---- DATA LISTING
//! The scene contract and construction context.

use futures::future::LocalBoxFuture;

use super::error::SceneError;
use crate::input::InputHandle;
use crate::stage::{LayerId, StageHandle};

/// A self-contained screen of the application (menu, overworld, quiz,
/// battle, collection) with its own layer and lifecycle hooks.
///
/// Scenes are constructed fresh on every transition into their name —
/// there is no caching or pooling across visits. The [`Director`]
/// exclusively owns the instance from the moment `load()` completes
/// until `unload()` completes, and it alone attaches and detaches the
/// scene's layer.
///
/// Lifecycle hooks return boxed local futures: scenes are
/// single-threaded trait objects holding `Rc` handles, and the hooks may
/// suspend on I/O or on [frame ticks](super::FrameClock).
///
/// [`Director`]: super::Director
pub trait Scene {
    /// Prepare the scene's content: read assets, populate the layer's
    /// canvas, fetch whatever state the screen presents. Runs before the
    /// layer is attached; a failure aborts the transition and the scene
    /// is discarded.
    fn load(&mut self) -> LocalBoxFuture<'_, Result<(), SceneError>>;

    /// Advance one frame. `dt` is the frame's delta time in seconds.
    ///
    /// Not called while a transition is in flight.
    fn update(&mut self, dt: f32);

    /// Release the scene's content. Runs after the fade-out, while the
    /// layer is still attached; on success the director detaches and
    /// disposes the layer, on failure it leaves the layer attached.
    fn unload(&mut self) -> LocalBoxFuture<'_, Result<(), SceneError>>;

    /// The stage layer this scene renders into. Scenes create their
    /// layer at construction and keep it for their whole lifetime.
    fn layer(&self) -> LayerId;
}

/// Everything a scene factory gets to build a scene from: the stage the
/// scene will render on, the shared input tracker, and a [`Navigator`]
/// for requesting transitions from inside the scene.
///
/// App-specific state (content library, session) is captured in the
/// factory closure itself.
///
/// [`Navigator`]: super::Navigator
pub struct SceneContext {
    pub stage: StageHandle,
    pub input: InputHandle,
    pub navigator: super::Navigator,
}

/// Factory registered under a scene name; invoked once per transition
/// into that name.
pub type SceneFactory = Box<dyn Fn(&SceneContext) -> Box<dyn Scene>>;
--------
» TASK DETAILS:
Of all the lines in the data, count those that contain "frame" and give that figure with nothing else.

» EXERCISE ANSWER:
2